DATA TO USE -
-- Opening Marker --

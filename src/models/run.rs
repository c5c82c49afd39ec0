use std::path::PathBuf;

use chrono::{DateTime, Utc};
use clap::ValueEnum;
use serde::{Deserialize, Serialize};
use uuid::Uuid;

use super::{StageId, StageTrace};

/// Which stages a run executes, chosen once before it starts
#[derive(Debug, Clone, Copy, PartialEq, Eq, Default, Serialize, Deserialize, ValueEnum)]
#[serde(rename_all = "kebab-case")]
pub enum RunMode {
    /// Review, validate and refactor
    #[default]
    Full,
    /// Stop after the reviewer's documentation
    DocsOnly,
}

impl RunMode {
    /// Stages executed in this mode, in order
    pub fn stages(self) -> &'static [StageId] {
        match self {
            RunMode::Full => &StageId::ALL,
            RunMode::DocsOnly => &[StageId::Review],
        }
    }
}

/// Pipeline sequencer states
#[derive(Debug, Clone, Copy, PartialEq, Eq, Serialize, Deserialize)]
#[serde(rename_all = "snake_case")]
pub enum PipelineState {
    Idle,
    Stage1Running,
    Stage1Done,
    Stage2Running,
    Stage2Done,
    Stage3Running,
    Stage3Done,
    Failed,
}

impl PipelineState {
    pub fn running(stage: StageId) -> Self {
        match stage {
            StageId::Review => PipelineState::Stage1Running,
            StageId::Validate => PipelineState::Stage2Running,
            StageId::Refactor => PipelineState::Stage3Running,
        }
    }

    pub fn done(stage: StageId) -> Self {
        match stage {
            StageId::Review => PipelineState::Stage1Done,
            StageId::Validate => PipelineState::Stage2Done,
            StageId::Refactor => PipelineState::Stage3Done,
        }
    }

    /// Whether `self -> next` is an edge of the state machine
    pub fn can_transition_to(self, next: PipelineState) -> bool {
        use PipelineState::*;

        matches!(
            (self, next),
            (Idle, Stage1Running)
                | (Stage1Running, Stage1Done)
                | (Stage1Done, Stage2Running)
                | (Stage2Running, Stage2Done)
                | (Stage2Done, Stage3Running)
                | (Stage3Running, Stage3Done)
                | (Stage1Running | Stage2Running | Stage3Running, Failed)
                | (Stage1Done | Stage3Done | Failed, Idle)
        )
    }

    /// Whether a run in `mode` stops in this state
    pub fn is_terminal(self, mode: RunMode) -> bool {
        match self {
            PipelineState::Failed | PipelineState::Stage3Done => true,
            PipelineState::Stage1Done => mode == RunMode::DocsOnly,
            _ => false,
        }
    }
}

/// Display status of one stage
#[derive(Debug, Clone, PartialEq, Serialize, Deserialize)]
#[serde(tag = "state", content = "message", rename_all = "snake_case")]
pub enum StageStatus {
    Pending,
    Running,
    Complete,
    Errored(String),
    /// Not part of the selected mode
    Skipped,
}

/// Per-stage entry in the run report
#[derive(Debug, Clone, Serialize, Deserialize)]
pub struct StageReport {
    pub stage: StageId,
    pub label: String,
    pub status: StageStatus,
    #[serde(default, skip_serializing_if = "Option::is_none")]
    pub output_path: Option<PathBuf>,
    #[serde(default, skip_serializing_if = "StageTrace::is_empty")]
    pub trace: StageTrace,
}

impl StageReport {
    pub fn new(stage: StageId, mode: RunMode) -> Self {
        let status = if mode.stages().contains(&stage) {
            StageStatus::Pending
        } else {
            StageStatus::Skipped
        };
        Self {
            stage,
            label: stage.label().to_string(),
            status,
            output_path: None,
            trace: StageTrace::new(),
        }
    }

    /// Trace text, or the waiting placeholder when the stage has not run
    pub fn trace_text(&self) -> String {
        if self.trace.is_empty() {
            format!("Waiting for Agent {}...", self.stage.number())
        } else {
            self.trace.render()
        }
    }
}

/// Final refactored source offered for download
#[derive(Debug, Clone, PartialEq, Serialize, Deserialize)]
pub struct DownloadArtifact {
    pub file_name: String,
    pub mime: String,
    pub data: String,
}

impl DownloadArtifact {
    pub const FILE_NAME: &'static str = "RefactoredCode.java";
    pub const MIME: &'static str = "text/x-java-source";

    pub fn refactored_code(data: impl Into<String>) -> Self {
        Self {
            file_name: Self::FILE_NAME.to_string(),
            mime: Self::MIME.to_string(),
            data: data.into(),
        }
    }
}

/// Summary of one pipeline run
#[derive(Debug, Clone, Serialize, Deserialize)]
pub struct RunReport {
    pub run_id: Uuid,
    pub mode: RunMode,
    pub started_at: DateTime<Utc>,
    #[serde(default, skip_serializing_if = "Option::is_none")]
    pub finished_at: Option<DateTime<Utc>>,
    pub state: PipelineState,
    pub stages: Vec<StageReport>,
    #[serde(default, skip_serializing_if = "Option::is_none")]
    pub download: Option<DownloadArtifact>,
}

impl RunReport {
    pub fn new(run_id: Uuid, mode: RunMode) -> Self {
        Self {
            run_id,
            mode,
            started_at: Utc::now(),
            finished_at: None,
            state: PipelineState::Idle,
            stages: StageId::ALL
                .iter()
                .map(|&stage| StageReport::new(stage, mode))
                .collect(),
            download: None,
        }
    }

    pub fn stage(&self, stage: StageId) -> &StageReport {
        &self.stages[usize::from(stage.number() - 1)]
    }

    pub fn stage_mut(&mut self, stage: StageId) -> &mut StageReport {
        &mut self.stages[usize::from(stage.number() - 1)]
    }

    pub fn succeeded(&self) -> bool {
        self.state != PipelineState::Failed && self.state.is_terminal(self.mode)
    }

    /// Raw error text of the failing stage, if any
    pub fn error_message(&self) -> Option<&str> {
        self.stages.iter().find_map(|s| match &s.status {
            StageStatus::Errored(message) => Some(message.as_str()),
            _ => None,
        })
    }
}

-- Closing Marker --

THE PROBLEM -
Check each line of the listing for "java", and copy the ones that hold it.

SOLUTION FOR THIS EXERCISE -
    pub const FILE_NAME: &'static str = "RefactoredCode.java";
    pub const MIME: &'static str = "text/x-java-source";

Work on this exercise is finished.